An outbreak aboard the MV Hondius has been associated with several severe cases and international action; experts say public risk is low but awareness is essential

The recent cluster of severe respiratory illness on board the Dutch-flagged cruise ship MV Hondius has drawn attention from public-health authorities. Initial notifications were sent to the World Health Organization (WHO) on 2 May 2026, and by 4 May 2026 several cases had been identified and investigated.
Media reporting on 8 May 2026 noted an expanded count of cases, including reports that three British nationals were among those affected. Overall event reports indicate multiple fatalities and several confirmed or suspected infections associated with hantavirus, prompting coordinated international response measures.

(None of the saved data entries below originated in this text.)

use serde::{Deserialize, Serialize};
use std::collections::BTreeSet;

pub const DEFAULT_JUNIOR_CATEGORY_IDS: [i64; 8] = [1, 2, 3, 4, 5, 6, 7, 12];
pub const DEFAULT_BUCKET_ID: i64 = 0;
pub const DEFAULT_BUCKET_NAME: &str = "Cabe Rawit";

#[derive(Debug, Clone, Copy, PartialEq, Eq, Default, Serialize, Deserialize)]
#[serde(rename_all = "camelCase")]
pub enum ViewMode {
    Summary,
    #[default]
    All,
}

impl ViewMode {
    /// Only `"summary"` collapses junior categories; every other value is the detailed view.
    pub fn parse(raw: &str) -> Self {
        if raw.trim().eq_ignore_ascii_case("summary") {
            ViewMode::Summary
        } else {
            ViewMode::All
        }
    }

    pub fn as_str(self) -> &'static str {
        match self {
            ViewMode::Summary => "summary",
            ViewMode::All => "all",
        }
    }
}

/// Maps raw category ids onto display categories. In summary view every junior
/// category collapses into one synthetic bucket.
#[derive(Debug, Clone, PartialEq)]
pub struct CategoryBucketer {
    junior_ids: BTreeSet<i64>,
    bucket_id: i64,
    bucket_name: String,
}

impl Default for CategoryBucketer {
    fn default() -> Self {
        Self::new(
            DEFAULT_JUNIOR_CATEGORY_IDS,
            DEFAULT_BUCKET_ID,
            DEFAULT_BUCKET_NAME,
        )
    }
}

impl CategoryBucketer {
    pub fn new<I>(junior_ids: I, bucket_id: i64, bucket_name: impl Into<String>) -> Self
    where
        I: IntoIterator<Item = i64>,
    {
        Self {
            junior_ids: junior_ids.into_iter().collect(),
            bucket_id,
            bucket_name: bucket_name.into(),
        }
    }

    pub fn is_junior(&self, category_id: i64) -> bool {
        self.junior_ids.contains(&category_id)
    }

    pub fn resolve(&self, category_id: i64, category_name: &str, view: ViewMode) -> (i64, String) {
        if view == ViewMode::Summary && self.is_junior(category_id) {
            return (self.bucket_id, self.bucket_name.clone());
        }
        (category_id, category_name.to_string())
    }
}

#[cfg(test)]
mod tests {
    use super::*;

    #[test]
    fn summary_collapses_junior_ids() {
        let b = CategoryBucketer::default();
        assert_eq!(
            b.resolve(3, "X", ViewMode::parse("summary")),
            (0, "Cabe Rawit".to_string())
        );
        assert_eq!(
            b.resolve(12, "PAUD", ViewMode::Summary),
            (0, "Cabe Rawit".to_string())
        );
    }

    #[test]
    fn detailed_view_leaves_ids_unchanged() {
        let b = CategoryBucketer::default();
        assert_eq!(b.resolve(3, "X", ViewMode::parse("all")), (3, "X".to_string()));
        assert_eq!(
            b.resolve(3, "X", ViewMode::parse("detailed")),
            (3, "X".to_string())
        );
    }

    #[test]
    fn non_junior_ids_pass_through_summary() {
        let b = CategoryBucketer::default();
        assert_eq!(b.resolve(8, "Y", ViewMode::Summary), (8, "Y".to_string()));
    }

    #[test]
    fn custom_configuration_is_honoured() {
        let b = CategoryBucketer::new([20, 21], 99, "Remaja");
        assert_eq!(b.resolve(21, "Praja", ViewMode::Summary), (99, "Remaja".to_string()));
        assert_eq!(b.resolve(3, "X", ViewMode::Summary), (3, "X".to_string()));
    }
}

The vessel followed an itinerary from Ushuaia, Argentina, visiting remote sites such as mainland Antarctica, South Georgia, and islands including Tristan da Cunha, Saint Helena and Ascension. Passengers and crew span numerous nationalities. Medical evacuations, case isolation and laboratory testing have been carried out in several countries, with the National Institute for Communicable Diseases (NICD) of South Africa confirming at least one case by PCR on 2 May 2026.
WHO has described the situation as under active investigation and continues to assess public risk.
Clinical picture and what to watch for
Illness associated with these cases has typically begun with non-specific symptoms such as fever, myalgia and gastrointestinal upset, and in some people progressed rapidly to severe respiratory compromise. Health agencies describe the advanced disease as Hantavirus pulmonary syndrome (HPS) or Hantavirus cardiopulmonary syndrome (HCPS). For clarity, HPS refers to the severe respiratory manifestation that may include cough, shortness of breath, rapid onset of pulmonary oedema and shock. Symptoms commonly reported in the cluster include fever, headache, nausea, abdominal pain and a swift deterioration to pneumonia and acute respiratory distress in some cases.
Incubation and severity
According to public-health guidance, the time from exposure to symptom onset can vary. Typical onset occurs within two to four weeks, although reports indicate it may appear as early as one week or as late as eight weeks after exposure. Severity varies by viral species and region; case fatality rates differ widely worldwide. There is no proven antiviral or specific vaccine for most hantaviruses, so early supportive care in an intensive care setting remains the cornerstone of management for severe cases.
Transmission pathways and precautions
The primary source of human infection is contact with infected rodents or their excreta. In practical terms, transmission most often occurs when people inhale aerosolised particles contaminated with rodent urine, faeces or saliva, or when they touch contaminated surfaces and then touch their mouth or nose. Importantly, a specific species known as Andes virus has previously demonstrated rare instances of limited human-to-human transmission, typically after prolonged close contact. This possibility has influenced the cautious approach taken by authorities in the current event.
On-board and traveller hygiene measures
WHO and national teams recommend practical measures for passengers and crew: practice frequent hand hygiene, avoid activities that resuspend dust (for example, avoid dry sweeping), ensure adequate ventilation and maintain enhanced environmental cleaning. People with respiratory symptoms should self-isolate where possible, wear a medical mask if coughing, and notify ship medical staff immediately. Crew involved in sanitation should follow protective protocols to reduce exposure to potential rodent contamination.
Public-health response and testing
Countries involved — including Cabo Verde, the Netherlands, Spain, South Africa and the United Kingdom — established coordinated actions such as contact tracing, medical evacuation, clinical care support and laboratory confirmation. Confirmatory testing for hantavirus involves molecular assays such as RT–PCR to detect viral RNA and serologic assays like ELISA to identify specific antibodies. Ongoing sequencing and metagenomics work aim to characterise the causative strain and clarify transmission chains.
WHO currently considers the risk to the global population as low, while urging vigilance. Passengers and crew are advised to monitor themselves for symptoms for a period of 45 days, and healthcare facilities should apply standard and transmission-based precautions when managing suspected cases. Prompt recognition, early isolation and escalation of care to an intensive care facility when needed are critical to improving outcomes.
In summary, this cruise-related cluster has triggered multi-country investigation and targeted public-health interventions. Although the situation is serious for those affected, authorities emphasise that the wider public risk remains limited. Travellers, seafaring staff and communities connected to the voyage should remain informed, follow the recommended hygiene and isolation measures, and seek medical attention promptly if symptoms develop.